[Items from a data source]

==========

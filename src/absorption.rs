//! Depth-resolved intensity, absorption, collection and generation.
//!
//! Field intensity inside a layer follows from its partial system matrices.
//! Thin layers use the field form with interference; thick layers use the
//! intensity form (Jung et al., JAP 50, 2011, eqs. 18-20).

use nalgebra::{Complex, Matrix2};
use ndarray::{Array1, Array2, Axis};

use crate::config::{ELEMENTARY_CHARGE, PLANCK, SPEED_OF_LIGHT};
use crate::helpers::{bounded_exp, trapz, trapz_depth, trapz_wavelength};
use crate::stack::EffectiveLayer;

#[cfg(test)]
mod tests {
    use super::*;

    #[test]
    fn transparent_matched_layer_has_unit_intensity() {
        let id = Matrix2::identity();
        let xi = Complex::new(0.02, 0.0);
        for x in [0.0, 25.0, 50.0] {
            assert!((thin_intensity(&id, &id, xi, 50.0, x, 1.0) - 1.0).abs() < 1e-12);
            assert!((thick_intensity(&id, &id, xi, 50.0, x, 1.0) - 1.0).abs() < 1e-12);
        }
    }

    #[test]
    fn thick_intensity_decays_exponentially() {
        let id = Matrix2::identity();
        let xi = Complex::new(0.02, 0.001);
        let i = thick_intensity(&id, &id, xi, 1000.0, 500.0, 1.0);
        assert!((i - (-1.0f64).exp()).abs() < 1e-12);
    }

    #[test]
    fn standing_wave_above_mirror() {
        // perfect rear reflection with r = -1 leaves a node at the bottom
        let id = Matrix2::identity();
        let c = |re| Complex::new(re, 0.0);
        let rear = Matrix2::new(c(1.0), c(0.0), c(-1.0), c(1.0));
        let xi = Complex::new(std::f64::consts::PI / 100.0, 0.0);
        assert!(thin_intensity(&id, &rear, xi, 100.0, 100.0, 1.0) < 1e-20);
        assert!((thin_intensity(&id, &rear, xi, 100.0, 50.0, 1.0) - 4.0).abs() < 1e-9);
    }

    #[test]
    fn shares_sum_to_absorbance() {
        let wavelength = Array1::from(vec![400.0, 500.0]);
        let current = Array1::from(vec![1.0, 1.0]);
        let curves = vec![
            Array1::from(vec![0.1, 0.1]),
            Array1::from(vec![0.2, 0.2]),
            Array1::from(vec![0.3, 0.3]),
        ];
        let groups = vec![("a".to_string(), vec![0]), ("b".to_string(), vec![1, 2])];
        let shares = layerwise(&groups, &curves, total_integral(&curves, &wavelength), 0.6, &wavelength, &current);
        assert_eq!(shares[1].name, "b");
        assert!((shares[0].percent - 10.0).abs() < 1e-9);
        assert!((shares[1].percent - 50.0).abs() < 1e-9);
        assert!((shares[1].curve[0] - 0.5).abs() < 1e-12);
        assert!((shares[1].current - 50.0).abs() < 1e-9);
    }

    #[test]
    fn generated_current_of_uniform_profile() {
        let depth = Array1::from(vec![0.0, 1e7]);
        let profile = Array1::from(vec![1e17, 1e17]);
        let j = generated_current(&profile, &depth);
        assert!((j - 1e17 * ELEMENTARY_CHARGE * 1000.0).abs() < 1e-6);
    }
}

/// n·|E|² at depth `x` of a coherent layer.
pub fn thin_intensity(
    psi: &Matrix2<Complex<f64>>,
    pso: &Matrix2<Complex<f64>>,
    xi: Complex<f64>,
    thickness: f64,
    x: f64,
    n: f64,
) -> f64 {
    let i = Complex::<f64>::i();
    let down = bounded_exp(i * xi * x);
    let up = bounded_exp(i * xi * (2.0 * thickness - x));
    let round_trip = bounded_exp(2.0 * i * xi * thickness);
    let field = (pso[(0, 0)] * down + pso[(1, 0)] * up)
        / (psi[(0, 0)] * pso[(0, 0)] + psi[(0, 1)] * pso[(1, 0)] * round_trip);
    n * field.norm_sqr()
}

/// n·|E|² at depth `x` of an incoherent layer.
pub fn thick_intensity(
    psi: &Matrix2<Complex<f64>>,
    pso: &Matrix2<Complex<f64>>,
    xi: Complex<f64>,
    thickness: f64,
    x: f64,
    n: f64,
) -> f64 {
    let g = 2.0 * xi.im;
    let decay = |depth: f64| (-g * depth).exp();
    let value = (pso[(0, 0)] * decay(x) + pso[(1, 0)] * decay(2.0 * thickness - x))
        / (psi[(0, 0)] * pso[(0, 0)] + psi[(0, 1)] * pso[(1, 0)] * decay(2.0 * thickness));
    n * value.norm()
}

/// Specular intensity over depth and wavelength. Partial matrices must be set.
pub fn field_intensity(layer: &EffectiveLayer) -> Array2<f64> {
    let intensity = if layer.thick { thick_intensity } else { thin_intensity };
    Array2::from_shape_fn((layer.x.len(), layer.xi.len()), |(i, w)| {
        intensity(
            &layer.psi[w],
            &layer.pso[w],
            layer.xi[w],
            layer.thickness,
            layer.x[i],
            layer.n[w],
        )
    })
}

/// α·I over depth and wavelength.
pub fn absorbed(layer: &EffectiveLayer, intensity: &Array2<f64>) -> Array2<f64> {
    intensity * &layer.alpha
}

/// Absorbed intensity weighted by the collection profile.
pub fn collected(layer: &EffectiveLayer, absorbed: &Array2<f64>) -> Array2<f64> {
    absorbed * &layer.fc.view().insert_axis(Axis(1))
}

/// Integral over depth, one value per wavelength.
pub fn over_depth(values: &Array2<f64>, layer: &EffectiveLayer) -> Array1<f64> {
    trapz_depth(values, &layer.x)
}

/// Σ over layers of ∫ curve dλ.
pub fn total_integral(curves: &[Array1<f64>], wavelength: &Array1<f64>) -> f64 {
    curves.iter().map(|c| trapz(c.view(), wavelength.view())).sum()
}

/// One user layer's share of a per-layer spectral quantity.
#[derive(Debug, Clone, PartialEq)]
pub struct LayerShare {
    pub name: String,
    /// Sum of the member curves.
    pub curve: Array1<f64>,
    /// Share of the stack absorbance in percent.
    pub percent: f64,
    /// ∫ curve · photon current dλ in mA/cm².
    pub current: f64,
}

/// Aggregates effective-layer curves onto user layers. Each member contributes
/// ∫curve / `normalisation` · `absorbance` (a fraction) to the percent share.
pub fn layerwise(
    groups: &[(String, Vec<usize>)],
    curves: &[Array1<f64>],
    normalisation: f64,
    absorbance: f64,
    wavelength: &Array1<f64>,
    photon_current: &Array1<f64>,
) -> Vec<LayerShare> {
    groups
        .iter()
        .map(|(name, members)| {
            let mut curve = Array1::zeros(wavelength.len());
            let mut percent = 0.0;
            let mut current = 0.0;
            for &k in members {
                curve += &curves[k];
                if normalisation != 0.0 {
                    percent += trapz(curves[k].view(), wavelength.view()) / normalisation * absorbance * 100.0;
                }
                current += trapz((&curves[k] * photon_current).view(), wavelength.view());
            }
            LayerShare {
                name: name.clone(),
                curve,
                percent,
                current,
            }
        })
        .collect()
}

/// Generation rate in cm⁻³ s⁻¹ nm⁻¹ from absorbed (or collected) intensity.
pub fn generation(values: &Array2<f64>, irradiance: &Array1<f64>, wavelength: &Array1<f64>) -> Array2<f64> {
    // per cm² s nm², then per cm³
    let photons = irradiance * wavelength * 1e-13 / (PLANCK * SPEED_OF_LIGHT) * 1e7;
    values * &photons
}

/// Generation integrated over wavelength, one value per depth node.
pub fn generation_profile(generation: &Array2<f64>, wavelength: &Array1<f64>) -> Array1<f64> {
    trapz_wavelength(generation, wavelength)
}

/// Current in mA/cm² from a collected generation profile (cm⁻³ s⁻¹) over depth in nm.
pub fn generated_current(profile: &Array1<f64>, depth: &Array1<f64>) -> f64 {
    trapz(profile.view(), depth.view()) * ELEMENTARY_CHARGE * 1000.0 / 1e7
}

==========

• **What is required**
Go through the records above and write each one out again exactly.

• **Task answer**
filename src/absorption.rs
//! Depth-resolved intensity, absorption, collection and generation.
//!
//! Field intensity inside a layer follows from its partial system matrices.
//! Thin layers use the field form with interference; thick layers use the
//! intensity form (Jung et al., JAP 50, 2011, eqs. 18-20).

use nalgebra::{Complex, Matrix2};
use ndarray::{Array1, Array2, Axis};

use crate::config::{ELEMENTARY_CHARGE, PLANCK, SPEED_OF_LIGHT};
use crate::helpers::{bounded_exp, trapz, trapz_depth, trapz_wavelength};
use crate::stack::EffectiveLayer;

#[cfg(test)]
mod tests {
    use super::*;

    #[test]
    fn transparent_matched_layer_has_unit_intensity() {
        let id = Matrix2::identity();
        let xi = Complex::new(0.02, 0.0);
        for x in [0.0, 25.0, 50.0] {
            assert!((thin_intensity(&id, &id, xi, 50.0, x, 1.0) - 1.0).abs() < 1e-12);
            assert!((thick_intensity(&id, &id, xi, 50.0, x, 1.0) - 1.0).abs() < 1e-12);
        }
    }

    #[test]
    fn thick_intensity_decays_exponentially() {
        let id = Matrix2::identity();
        let xi = Complex::new(0.02, 0.001);
        let i = thick_intensity(&id, &id, xi, 1000.0, 500.0, 1.0);
        assert!((i - (-1.0f64).exp()).abs() < 1e-12);
    }

    #[test]
    fn standing_wave_above_mirror() {
        // perfect rear reflection with r = -1 leaves a node at the bottom
        let id = Matrix2::identity();
        let c = |re| Complex::new(re, 0.0);
        let rear = Matrix2::new(c(1.0), c(0.0), c(-1.0), c(1.0));
        let xi = Complex::new(std::f64::consts::PI / 100.0, 0.0);
        assert!(thin_intensity(&id, &rear, xi, 100.0, 100.0, 1.0) < 1e-20);
        assert!((thin_intensity(&id, &rear, xi, 100.0, 50.0, 1.0) - 4.0).abs() < 1e-9);
    }

    #[test]
    fn shares_sum_to_absorbance() {
        let wavelength = Array1::from(vec![400.0, 500.0]);
        let current = Array1::from(vec![1.0, 1.0]);
        let curves = vec![
            Array1::from(vec![0.1, 0.1]),
            Array1::from(vec![0.2, 0.2]),
            Array1::from(vec![0.3, 0.3]),
        ];
        let groups = vec![("a".to_string(), vec![0]), ("b".to_string(), vec![1, 2])];
        let shares = layerwise(&groups, &curves, total_integral(&curves, &wavelength), 0.6, &wavelength, &current);
        assert_eq!(shares[1].name, "b");
        assert!((shares[0].percent - 10.0).abs() < 1e-9);
        assert!((shares[1].percent - 50.0).abs() < 1e-9);
        assert!((shares[1].curve[0] - 0.5).abs() < 1e-12);
        assert!((shares[1].current - 50.0).abs() < 1e-9);
    }

    #[test]
    fn generated_current_of_uniform_profile() {
        let depth = Array1::from(vec![0.0, 1e7]);
        let profile = Array1::from(vec![1e17, 1e17]);
        let j = generated_current(&profile, &depth);
        assert!((j - 1e17 * ELEMENTARY_CHARGE * 1000.0).abs() < 1e-6);
    }
}

/// n·|E|² at depth `x` of a coherent layer.
pub fn thin_intensity(
    psi: &Matrix2<Complex<f64>>,
    pso: &Matrix2<Complex<f64>>,
    xi: Complex<f64>,
    thickness: f64,
    x: f64,
    n: f64,
) -> f64 {
    let i = Complex::<f64>::i();
    let down = bounded_exp(i * xi * x);
    let up = bounded_exp(i * xi * (2.0 * thickness - x));
    let round_trip = bounded_exp(2.0 * i * xi * thickness);
    let field = (pso[(0, 0)] * down + pso[(1, 0)] * up)
        / (psi[(0, 0)] * pso[(0, 0)] + psi[(0, 1)] * pso[(1, 0)] * round_trip);
    n * field.norm_sqr()
}

/// n·|E|² at depth `x` of an incoherent layer.
pub fn thick_intensity(
    psi: &Matrix2<Complex<f64>>,
    pso: &Matrix2<Complex<f64>>,
    xi: Complex<f64>,
    thickness: f64,
    x: f64,
    n: f64,
) -> f64 {
    let g = 2.0 * xi.im;
    let decay = |depth: f64| (-g * depth).exp();
    let value = (pso[(0, 0)] * decay(x) + pso[(1, 0)] * decay(2.0 * thickness - x))
        / (psi[(0, 0)] * pso[(0, 0)] + psi[(0, 1)] * pso[(1, 0)] * decay(2.0 * thickness));
    n * value.norm()
}

/// Specular intensity over depth and wavelength. Partial matrices must be set.
pub fn field_intensity(layer: &EffectiveLayer) -> Array2<f64> {
    let intensity = if layer.thick { thick_intensity } else { thin_intensity };
    Array2::from_shape_fn((layer.x.len(), layer.xi.len()), |(i, w)| {
        intensity(
            &layer.psi[w],
            &layer.pso[w],
            layer.xi[w],
            layer.thickness,
            layer.x[i],
            layer.n[w],
        )
    })
}

/// α·I over depth and wavelength.
pub fn absorbed(layer: &EffectiveLayer, intensity: &Array2<f64>) -> Array2<f64> {
    intensity * &layer.alpha
}

/// Absorbed intensity weighted by the collection profile.
pub fn collected(layer: &EffectiveLayer, absorbed: &Array2<f64>) -> Array2<f64> {
    absorbed * &layer.fc.view().insert_axis(Axis(1))
}

/// Integral over depth, one value per wavelength.
pub fn over_depth(values: &Array2<f64>, layer: &EffectiveLayer) -> Array1<f64> {
    trapz_depth(values, &layer.x)
}

/// Σ over layers of ∫ curve dλ.
pub fn total_integral(curves: &[Array1<f64>], wavelength: &Array1<f64>) -> f64 {
    curves.iter().map(|c| trapz(c.view(), wavelength.view())).sum()
}

/// One user layer's share of a per-layer spectral quantity.
#[derive(Debug, Clone, PartialEq)]
pub struct LayerShare {
    pub name: String,
    /// Sum of the member curves.
    pub curve: Array1<f64>,
    /// Share of the stack absorbance in percent.
    pub percent: f64,
    /// ∫ curve · photon current dλ in mA/cm².
    pub current: f64,
}

/// Aggregates effective-layer curves onto user layers. Each member contributes
/// ∫curve / `normalisation` · `absorbance` (a fraction) to the percent share.
pub fn layerwise(
    groups: &[(String, Vec<usize>)],
    curves: &[Array1<f64>],
    normalisation: f64,
    absorbance: f64,
    wavelength: &Array1<f64>,
    photon_current: &Array1<f64>,
) -> Vec<LayerShare> {
    groups
        .iter()
        .map(|(name, members)| {
            let mut curve = Array1::zeros(wavelength.len());
            let mut percent = 0.0;
            let mut current = 0.0;
            for &k in members {
                curve += &curves[k];
                if normalisation != 0.0 {
                    percent += trapz(curves[k].view(), wavelength.view()) / normalisation * absorbance * 100.0;
                }
                current += trapz((&curves[k] * photon_current).view(), wavelength.view());
            }
            LayerShare {
                name: name.clone(),
                curve,
                percent,
                current,
            }
        })
        .collect()
}

/// Generation rate in cm⁻³ s⁻¹ nm⁻¹ from absorbed (or collected) intensity.
pub fn generation(values: &Array2<f64>, irradiance: &Array1<f64>, wavelength: &Array1<f64>) -> Array2<f64> {
    // per cm² s nm², then per cm³
    let photons = irradiance * wavelength * 1e-13 / (PLANCK * SPEED_OF_LIGHT) * 1e7;
    values * &photons
}

/// Generation integrated over wavelength, one value per depth node.
pub fn generation_profile(generation: &Array2<f64>, wavelength: &Array1<f64>) -> Array1<f64> {
    trapz_wavelength(generation, wavelength)
}

/// Current in mA/cm² from a collected generation profile (cm⁻³ s⁻¹) over depth in nm.
pub fn generated_current(profile: &Array1<f64>, depth: &Array1<f64>) -> f64 {
    trapz(profile.view(), depth.view()) * ELEMENTARY_CHARGE * 1000.0 / 1e7
}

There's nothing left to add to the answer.